- Qallunaanik Piusiqsiuriniq ᖃᓪᓗᓈᓂᒃ ᐱᐅᓯᖅᓯᐅᕆᓂᖅ
- Directed by: Mark Sandiford Zebedee Nungak
- Written by: Mark Sandiford
- Story by: John Kastner
- Produced by: Mark Sandiford Kent Martin
- Starring: John Amagoalik Lori Idlout Alexina Kublu Zebedee Nungak Jeff Tabvahtah
- Edited by: Christopher Cooper
- Music by: Asif Illyas
- Production companies: Beachwalker Films Inc. National Film Board of Canada
- Release date: 2006;
- Running time: 52 minutes
- Country: Canada
- Languages: English, Inuktitut

= Qallunaat! Why White People Are Funny =

Canadian Inuit comedy film

Qallunaat! Why White People Are Funny is a 2006 satirical documentary film directed by Mark Sandiford and Zebedee Nungak. The documentary-style film reverses the roles between White Canadians and the Inuit of Northern Canada, highlighting the nature of the treatment of the Inuit by White Canadian society.

Featuring the Qallunaat Studies Institute (QSI) and its Qallunologists, who study Qallunaat (White Canadians) in often humorous ways, the institution satirizes historical treatment of the Inuit by social scientists. A special feature featuring the QSI holding a conference in the Inuktitut language is paired with the film titled Qallunaanik Piusiqsiuriniq.

The film won the 2007 Yorkton Film Award's Golden Sheaf Award for Best Indigenous Production, as well as the 2008 Gemini Award's Canada Award.

==Synopsis==

Qallunaat! Why White People Are Funny is a role reversal documentary-style film consisting of a mix between live-action segments, original and archival footage, and talking-head interviews.

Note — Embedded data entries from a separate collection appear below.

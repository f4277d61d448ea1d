//! Job execution repository.

use async_trait::async_trait;
use chrono::{DateTime, Utc};
use sqlx::{PgPool, Postgres};

use jobhub_core::error::AppError;
use jobhub_core::result::AppResult;
use jobhub_core::traits::Repository;
use jobhub_core::types::{ExecutionId, JobId, PageRequest, PageResponse};
use jobhub_entity::execution::{ExecutionStatus, JobExecution};

use super::{db_err, sql_limit};
use crate::store::{ExecutionStore, StatusCount};

const INSERT_EXECUTION_SQL: &str = "INSERT INTO job_executions (id, job_id, schedule_id, \
     status, queued_at, started_at, completed_at, duration_seconds, retry_attempt, \
     max_retry_attempts, next_retry_at, retry_delay_seconds, input, output, error_message, \
     stack_trace, triggered_by, is_manual, host_instance) \
     VALUES ($1, $2, $3, $4, $5, $6, $7, $8, $9, $10, $11, $12, $13, $14, $15, $16, $17, $18, $19) \
     RETURNING *";

const UPDATE_EXECUTION_SQL: &str = "UPDATE job_executions SET status = $2, started_at = $3, \
     completed_at = $4, duration_seconds = $5, retry_attempt = $6, next_retry_at = $7, \
     retry_delay_seconds = $8, output = $9, error_message = $10, stack_trace = $11, \
     host_instance = $12 \
     WHERE id = $1 RETURNING *";

const UPDATE_EXECUTION_FROM_SQL: &str = "UPDATE job_executions SET status = $2, started_at = $3, \
     completed_at = $4, duration_seconds = $5, retry_attempt = $6, next_retry_at = $7, \
     retry_delay_seconds = $8, output = $9, error_message = $10, stack_trace = $11, \
     host_instance = $12 \
     WHERE id = $1 AND status = ANY($13) RETURNING *";

/// Statuses an execution can be started from.
const STARTABLE: [ExecutionStatus; 2] = [ExecutionStatus::Queued, ExecutionStatus::Retrying];

#[derive(Debug, Clone)]
pub struct ExecutionRepository {
    pool: PgPool,
}

impl ExecutionRepository {
    pub fn new(pool: PgPool) -> Self {
        Self { pool }
    }

    async fn count_in<'e, E>(executor: E, job_id: &JobId, statuses: &[ExecutionStatus]) -> AppResult<u64>
    where
        E: sqlx::Executor<'e, Database = Postgres>,
    {
        let total: i64 = sqlx::query_scalar(
            "SELECT COUNT(*) FROM job_executions WHERE job_id = $1 AND status = ANY($2)",
        )
        .bind(job_id)
        .bind(statuses)
        .fetch_one(executor)
        .await
        .map_err(db_err("Failed to count executions"))?;
        Ok(total as u64)
    }

    /// Row-lock the job so limit checks against it run one at a time.
    async fn lock_job<'e, E>(executor: E, job_id: &JobId) -> AppResult<()>
    where
        E: sqlx::Executor<'e, Database = Postgres>,
    {
        sqlx::query("SELECT 1 FROM job_definitions WHERE id = $1 FOR UPDATE")
            .bind(job_id)
            .fetch_optional(executor)
            .await
            .map_err(db_err("Failed to lock job row"))?
            .map(|_| ())
            .ok_or_else(|| AppError::not_found(format!("Job {job_id} not found")))
    }

    async fn insert<'e, E>(executor: E, e: &JobExecution) -> AppResult<JobExecution>
    where
        E: sqlx::Executor<'e, Database = Postgres>,
    {
        sqlx::query_as::<_, JobExecution>(INSERT_EXECUTION_SQL)
            .bind(e.id)
            .bind(e.job_id)
            .bind(e.schedule_id)
            .bind(e.status)
            .bind(e.queued_at)
            .bind(e.started_at)
            .bind(e.completed_at)
            .bind(e.duration_seconds)
            .bind(e.retry_attempt)
            .bind(e.max_retry_attempts)
            .bind(e.next_retry_at)
            .bind(e.retry_delay_seconds)
            .bind(&e.input)
            .bind(&e.output)
            .bind(&e.error_message)
            .bind(&e.stack_trace)
            .bind(&e.triggered_by)
            .bind(e.is_manual)
            .bind(&e.host_instance)
            .fetch_one(executor)
            .await
            .map_err(db_err("Failed to create execution"))
    }

    /// Write every mutable column. With `expected`, only a row still in one
    /// of those statuses is touched.
    async fn write<'e, E>(
        executor: E,
        e: &JobExecution,
        expected: Option<&[ExecutionStatus]>,
    ) -> AppResult<Option<JobExecution>>
    where
        E: sqlx::Executor<'e, Database = Postgres>,
    {
        let sql = match expected {
            Some(_) => UPDATE_EXECUTION_FROM_SQL,
            None => UPDATE_EXECUTION_SQL,
        };
        let mut query = sqlx::query_as::<_, JobExecution>(sql)
            .bind(e.id)
            .bind(e.status)
            .bind(e.started_at)
            .bind(e.completed_at)
            .bind(e.duration_seconds)
            .bind(e.retry_attempt)
            .bind(e.next_retry_at)
            .bind(e.retry_delay_seconds)
            .bind(&e.output)
            .bind(&e.error_message)
            .bind(&e.stack_trace)
            .bind(&e.host_instance);
        if let Some(expected) = expected {
            query = query.bind(expected);
        }
        query
            .fetch_optional(executor)
            .await
            .map_err(db_err("Failed to update execution"))
    }
}

#[async_trait]
impl Repository<JobExecution, ExecutionId> for ExecutionRepository {
    async fn find_by_id(&self, id: &ExecutionId) -> AppResult<Option<JobExecution>> {
        sqlx::query_as::<_, JobExecution>("SELECT * FROM job_executions WHERE id = $1")
            .bind(id)
            .fetch_optional(&self.pool)
            .await
            .map_err(db_err("Failed to find execution"))
    }

    async fn find_all(&self, page: &PageRequest) -> AppResult<PageResponse<JobExecution>> {
        let total = self.count().await?;
        let executions = sqlx::query_as::<_, JobExecution>(
            "SELECT * FROM job_executions ORDER BY queued_at DESC LIMIT $1 OFFSET $2",
        )
        .bind(page.limit() as i64)
        .bind(page.offset() as i64)
        .fetch_all(&self.pool)
        .await
        .map_err(db_err("Failed to list executions"))?;

        Ok(PageResponse::new(executions, page, total))
    }

    async fn create(&self, e: &JobExecution) -> AppResult<JobExecution> {
        Self::insert(&self.pool, e).await
    }

    async fn update(&self, e: &JobExecution) -> AppResult<JobExecution> {
        Self::write(&self.pool, e, None)
            .await?
            .ok_or_else(|| AppError::not_found(format!("Execution {} not found", e.id)))
    }

    async fn count(&self) -> AppResult<u64> {
        let total: i64 = sqlx::query_scalar("SELECT COUNT(*) FROM job_executions")
            .fetch_one(&self.pool)
            .await
            .map_err(db_err("Failed to count executions"))?;
        Ok(total as u64)
    }
}

#[async_trait]
impl ExecutionStore for ExecutionRepository {
    async fn find_by_status(
        &self,
        status: ExecutionStatus,
        limit: usize,
    ) -> AppResult<Vec<JobExecution>> {
        sqlx::query_as::<_, JobExecution>(
            "SELECT * FROM job_executions WHERE status = $1 ORDER BY queued_at LIMIT $2",
        )
        .bind(status)
        .bind(sql_limit(limit))
        .fetch_all(&self.pool)
        .await
        .map_err(db_err("Failed to query executions by status"))
    }

    async fn find_retries_due(
        &self,
        now: DateTime<Utc>,
        limit: usize,
    ) -> AppResult<Vec<JobExecution>> {
        sqlx::query_as::<_, JobExecution>(
            "SELECT * FROM job_executions \
             WHERE status = 'retrying' AND next_retry_at <= $1 \
             ORDER BY next_retry_at LIMIT $2",
        )
        .bind(now)
        .bind(sql_limit(limit))
        .fetch_all(&self.pool)
        .await
        .map_err(db_err("Failed to query due retries"))
    }

    async fn count_active(&self, job_id: &JobId) -> AppResult<u64> {
        Self::count_in(&self.pool, job_id, &ExecutionStatus::ACTIVE).await
    }

    async fn count_running(&self, job_id: &JobId) -> AppResult<u64> {
        Self::count_in(&self.pool, job_id, &[ExecutionStatus::Running]).await
    }

    async fn find_recent_by_job(&self, job_id: &JobId, limit: usize) -> AppResult<Vec<JobExecution>> {
        sqlx::query_as::<_, JobExecution>(
            "SELECT * FROM job_executions WHERE job_id = $1 ORDER BY queued_at DESC LIMIT $2",
        )
        .bind(job_id)
        .bind(sql_limit(limit))
        .fetch_all(&self.pool)
        .await
        .map_err(db_err("Failed to query recent executions"))
    }

    async fn find_by_job_since(
        &self,
        job_id: &JobId,
        since: DateTime<Utc>,
        limit: usize,
    ) -> AppResult<Vec<JobExecution>> {
        sqlx::query_as::<_, JobExecution>(
            "SELECT * FROM job_executions WHERE job_id = $1 AND queued_at >= $2 \
             ORDER BY queued_at DESC LIMIT $3",
        )
        .bind(job_id)
        .bind(since)
        .bind(sql_limit(limit))
        .fetch_all(&self.pool)
        .await
        .map_err(db_err("Failed to query executions since instant"))
    }

    async fn find_by_job(
        &self,
        job_id: &JobId,
        page: &PageRequest,
    ) -> AppResult<PageResponse<JobExecution>> {
        let total: i64 = sqlx::query_scalar("SELECT COUNT(*) FROM job_executions WHERE job_id = $1")
            .bind(job_id)
            .fetch_one(&self.pool)
            .await
            .map_err(db_err("Failed to count executions for job"))?;

        let executions = sqlx::query_as::<_, JobExecution>(
            "SELECT * FROM job_executions WHERE job_id = $1 \
             ORDER BY queued_at DESC LIMIT $2 OFFSET $3",
        )
        .bind(job_id)
        .bind(page.limit() as i64)
        .bind(page.offset() as i64)
        .fetch_all(&self.pool)
        .await
        .map_err(db_err("Failed to list executions for job"))?;

        Ok(PageResponse::new(executions, page, total as u64))
    }

    async fn count_by_status(&self) -> AppResult<Vec<StatusCount>> {
        sqlx::query_as::<_, StatusCount>(
            "SELECT status, COUNT(*) AS count FROM job_executions GROUP BY status ORDER BY status",
        )
        .fetch_all(&self.pool)
        .await
        .map_err(db_err("Failed to count executions by status"))
    }

    async fn find_failed_since(
        &self,
        since: DateTime<Utc>,
        limit: usize,
    ) -> AppResult<Vec<JobExecution>> {
        sqlx::query_as::<_, JobExecution>(
            "SELECT * FROM job_executions \
             WHERE status IN ('failed', 'timed_out') AND queued_at >= $1 \
             ORDER BY completed_at DESC NULLS LAST LIMIT $2",
        )
        .bind(since)
        .bind(sql_limit(limit))
        .fetch_all(&self.pool)
        .await
        .map_err(db_err("Failed to query failed executions"))
    }

    async fn create_within_limit(
        &self,
        execution: &JobExecution,
        max_active: u64,
    ) -> AppResult<Option<JobExecution>> {
        let mut tx = self
            .pool
            .begin()
            .await
            .map_err(db_err("Failed to begin execution transaction"))?;

        Self::lock_job(&mut *tx, &execution.job_id).await?;
        let active = Self::count_in(&mut *tx, &execution.job_id, &ExecutionStatus::ACTIVE).await?;
        if active >= max_active {
            return Ok(None);
        }
        let created = Self::insert(&mut *tx, execution).await?;

        tx.commit()
            .await
            .map_err(db_err("Failed to commit execution insert"))?;
        Ok(Some(created))
    }

    async fn try_start(
        &self,
        execution: &JobExecution,
        max_running: u64,
    ) -> AppResult<Option<JobExecution>> {
        let mut tx = self
            .pool
            .begin()
            .await
            .map_err(db_err("Failed to begin execution transaction"))?;

        Self::lock_job(&mut *tx, &execution.job_id).await?;
        let running = Self::count_in(&mut *tx, &execution.job_id, &[ExecutionStatus::Running]).await?;
        if running >= max_running {
            return Ok(None);
        }
        let started = Self::write(&mut *tx, execution, Some(STARTABLE.as_slice())).await?;

        tx.commit()
            .await
            .map_err(db_err("Failed to commit execution start"))?;
        Ok(started)
    }

    async fn update_from(
        &self,
        execution: &JobExecution,
        expected: &[ExecutionStatus],
    ) -> AppResult<Option<JobExecution>> {
        Self::write(&self.pool, execution, Some(expected)).await
    }
}
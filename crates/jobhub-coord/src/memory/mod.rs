//! In-process lock store.

pub mod lock;

pub use lock::MemoryLockStore;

The film is divided into two portions, with half devoted to the documentary film, and a second portion involving the Qallunaat Studies Institute. The film features archival footage from historical documentaries set in the Arctic, in addition to interviews with a variety of Inuit personalities such as John Amagoalik, Lori Idlout, Alexina Kublu, Zebedee Nungak, and Jeff Tabvahtah, who play various characters in the film, as well as the public. During a portion of the film, a group of women are read The Book of Wisdom for Eskimos, a 1940s publication by the Canadian government for the purposes of educating the Inuit community. The women remark at the patronizing nature of the book, with such phrases as "A new baby cannot talk, so it cries." The film pokes fun at the nature of how White Canadian society had treated the Inuit through its various segments.

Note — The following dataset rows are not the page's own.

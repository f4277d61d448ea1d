//! Job execution entity and lifecycle transitions.

use chrono::{DateTime, Utc};
use jobhub_core::types::{ExecutionId, JobId, ScheduleId};
use jobhub_core::{AppError, AppResult};
use serde::{Deserialize, Serialize};
use sqlx::FromRow;

use super::status::ExecutionStatus;

/// One attempt to run a job.
///
/// Executions are append-only history: they change status but are never
/// deleted. Every transition takes the current time explicitly.
#[derive(Debug, Clone, Serialize, Deserialize, FromRow)]
pub struct JobExecution {
    pub id: ExecutionId,
    pub job_id: JobId,
    /// `None` for manual triggers.
    pub schedule_id: Option<ScheduleId>,
    pub status: ExecutionStatus,
    pub queued_at: DateTime<Utc>,
    pub started_at: Option<DateTime<Utc>>,
    pub completed_at: Option<DateTime<Utc>>,
    pub duration_seconds: i64,
    pub retry_attempt: i32,
    pub max_retry_attempts: i32,
    pub next_retry_at: Option<DateTime<Utc>>,
    /// Backoff applied by the most recent retry.
    pub retry_delay_seconds: Option<i64>,
    pub input: Option<serde_json::Value>,
    pub output: Option<serde_json::Value>,
    pub error_message: Option<String>,
    pub stack_trace: Option<String>,
    pub triggered_by: Option<String>,
    pub is_manual: bool,
    /// Scheduler instance that created or last ran the execution.
    pub host_instance: Option<String>,
}

impl JobExecution {
    /// A queued execution created by a schedule firing.
    pub fn scheduled(
        job_id: JobId,
        schedule_id: ScheduleId,
        max_retry_attempts: u32,
        now: DateTime<Utc>,
    ) -> Self {
        Self::queued(job_id, Some(schedule_id), max_retry_attempts, now)
    }

    /// A queued execution requested by an operator.
    pub fn manual(
        job_id: JobId,
        triggered_by: &str,
        input: Option<serde_json::Value>,
        max_retry_attempts: u32,
        now: DateTime<Utc>,
    ) -> Self {
        let mut execution = Self::queued(job_id, None, max_retry_attempts, now);
        execution.triggered_by = Some(triggered_by.to_string());
        execution.is_manual = true;
        execution.input = input;
        execution
    }

    fn queued(
        job_id: JobId,
        schedule_id: Option<ScheduleId>,
        max_retry_attempts: u32,
        now: DateTime<Utc>,
    ) -> Self {
        Self {
            id: ExecutionId::new(),
            job_id,
            schedule_id,
            status: ExecutionStatus::Queued,
            queued_at: now,
            started_at: None,
            completed_at: None,
            duration_seconds: 0,
            retry_attempt: 0,
            max_retry_attempts: i32::try_from(max_retry_attempts).unwrap_or(i32::MAX),
            next_retry_at: None,
            retry_delay_seconds: None,
            input: None,
            output: None,
            error_message: None,
            stack_trace: None,
            triggered_by: None,
            is_manual: false,
            host_instance: None,
        }
    }

    /// Record which scheduler instance is handling the execution.
    pub fn on_host(mut self, host: &str) -> Self {
        self.host_instance = Some(host.to_string());
        self
    }

    /// Queued/Retrying → Running.
    pub fn start(&mut self, now: DateTime<Utc>) -> AppResult<()> {
        self.require(&[ExecutionStatus::Queued, ExecutionStatus::Retrying], "start")?;
        self.status = ExecutionStatus::Running;
        self.started_at = Some(now);
        self.completed_at = None;
        self.next_retry_at = None;
        Ok(())
    }

    /// Running → Succeeded.
    pub fn complete(&mut self, output: Option<serde_json::Value>, now: DateTime<Utc>) -> AppResult<()> {
        self.require(&[ExecutionStatus::Running], "complete")?;
        self.status = ExecutionStatus::Succeeded;
        self.output = output;
        self.finish(now);
        Ok(())
    }

    /// Running → Failed.
    pub fn fail(&mut self, message: &str, stack_trace: Option<String>, now: DateTime<Utc>) -> AppResult<()> {
        self.require(&[ExecutionStatus::Running], "fail")?;
        self.status = ExecutionStatus::Failed;
        self.error_message = Some(message.to_string());
        self.stack_trace = stack_trace;
        self.finish(now);
        Ok(())
    }

    /// Running → TimedOut.
    pub fn timeout(&mut self, now: DateTime<Utc>) -> AppResult<()> {
        self.require(&[ExecutionStatus::Running], "time out")?;
        self.status = ExecutionStatus::TimedOut;
        self.error_message = Some("Execution timed out".to_string());
        self.stack_trace = None;
        self.finish(now);
        Ok(())
    }

    /// Any non-terminal status → Cancelled.
    pub fn cancel(&mut self, reason: &str, now: DateTime<Utc>) -> AppResult<()> {
        self.require(Self::NON_TERMINAL, "cancel")?;
        self.status = ExecutionStatus::Cancelled;
        self.error_message = Some(format!("Cancelled: {reason}"));
        self.next_retry_at = None;
        self.finish(now);
        Ok(())
    }

    /// Any non-terminal status → Skipped.
    pub fn skip(&mut self, reason: &str, now: DateTime<Utc>) -> AppResult<()> {
        self.require(Self::NON_TERMINAL, "skip")?;
        self.status = ExecutionStatus::Skipped;
        self.error_message = Some(format!("Skipped: {reason}"));
        self.next_retry_at = None;
        self.finish(now);
        Ok(())
    }

    /// Failed/TimedOut → Retrying, consuming one retry.
    pub fn schedule_retry(&mut self, next_retry_at: DateTime<Utc>, delay_seconds: i64) -> AppResult<()> {
        if !self.can_retry() {
            return Err(AppError::invalid_transition(format!(
                "Execution {} cannot be retried (status {}, attempt {}/{})",
                self.id, self.status, self.retry_attempt, self.max_retry_attempts
            )));
        }
        self.retry_attempt += 1;
        self.status = ExecutionStatus::Retrying;
        self.next_retry_at = Some(next_retry_at);
        self.retry_delay_seconds = Some(delay_seconds);
        Ok(())
    }

    pub fn can_retry(&self) -> bool {
        self.retry_attempt < self.max_retry_attempts && self.status.is_failure()
    }

    pub fn is_completed(&self) -> bool {
        self.status.is_completed()
    }

    const NON_TERMINAL: &'static [ExecutionStatus] = &[
        ExecutionStatus::Queued,
        ExecutionStatus::Running,
        ExecutionStatus::Retrying,
    ];

    fn require(&self, allowed: &[ExecutionStatus], action: &str) -> AppResult<()> {
        if allowed.contains(&self.status) {
            Ok(())
        } else {
            Err(AppError::invalid_transition(format!(
                "Cannot {action} execution {} in status {}",
                self.id, self.status
            )))
        }
    }

    fn finish(&mut self, now: DateTime<Utc>) {
        self.completed_at = Some(now);
        self.duration_seconds = self
            .started_at
            .map(|started| (now - started).num_seconds().max(0))
            .unwrap_or(0);
    }
}

#[cfg(test)]
mod tests {
    use super::*;
    use chrono::Duration;

    fn running(max_retries: u32) -> (JobExecution, DateTime<Utc>) {
        let now = Utc::now();
        let mut e = JobExecution::scheduled(JobId::new(), ScheduleId::new(), max_retries, now);
        e.start(now).expect("queued execution starts");
        (e, now)
    }

    #[test]
    fn test_complete_records_duration() {
        let (mut e, start) = running(0);
        e.complete(Some(serde_json::json!({"rows": 3})), start + Duration::seconds(42))
            .expect("running execution completes");
        assert_eq!(e.status, ExecutionStatus::Succeeded);
        assert_eq!(e.duration_seconds, 42);
        assert!(e.is_completed());
        assert!(e.started_at <= e.completed_at);
    }

    #[test]
    fn test_skip_before_start_has_zero_duration() {
        let now = Utc::now();
        let mut e = JobExecution::manual(JobId::new(), "ops", None, 0, now);
        e.skip("job disabled", now + Duration::seconds(30)).expect("queued execution skips");
        assert_eq!(e.duration_seconds, 0);
        assert_eq!(e.error_message.as_deref(), Some("Skipped: job disabled"));
    }

    #[test]
    fn test_illegal_transitions_are_rejected() {
        let now = Utc::now();
        let mut e = JobExecution::manual(JobId::new(), "ops", None, 0, now);
        let err = e.complete(None, now).expect_err("queued execution cannot complete");
        assert_eq!(err.kind, jobhub_core::error::ErrorKind::InvalidTransition);

        e.cancel("no longer needed", now).expect("queued execution cancels");
        assert!(e.start(now).is_err());
        assert!(e.cancel("again", now).is_err());
    }

    #[test]
    fn test_retry_budget_is_exhausted() {
        let (mut e, now) = running(1);
        e.fail("boom", Some("trace".into()), now).expect("fails");
        assert!(e.can_retry());
        e.schedule_retry(now + Duration::seconds(5), 5).expect("retry allowed");
        assert_eq!(e.status, ExecutionStatus::Retrying);
        assert_eq!(e.retry_attempt, 1);

        e.start(now + Duration::seconds(5)).expect("retrying execution restarts");
        assert!(e.next_retry_at.is_none());
        e.timeout(now + Duration::seconds(10)).expect("times out");
        assert_eq!(e.retry_attempt, e.max_retry_attempts);
        assert!(!e.can_retry());
        assert!(e.schedule_retry(now, 1).is_err());
    }

    #[test]
    fn test_cancel_while_retrying() {
        let (mut e, now) = running(3);
        e.fail("boom", None, now).expect("fails");
        e.schedule_retry(now + Duration::seconds(5), 5).expect("retry allowed");
        e.cancel("operator", now).expect("retrying execution cancels");
        assert_eq!(e.status, ExecutionStatus::Cancelled);
        assert!(e.next_retry_at.is_none());
    }
}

Relations between the Inuit of Northern Canada and White Canadians are parodied, in addition to reversing the notion of the White gaze to make White Canadians the focus of Inuit anthropological study. The film calls attention to the real-life relations between Inuit communities and White Canadians in a humorous manner, as well as the portrayal of Indigenous Canadians within documentary media. Referring to the tendency for documentary filmmaking to portray Indigenous Canadians as the other with films such as Nanook of the North, with its study of human beings like exotic specimens.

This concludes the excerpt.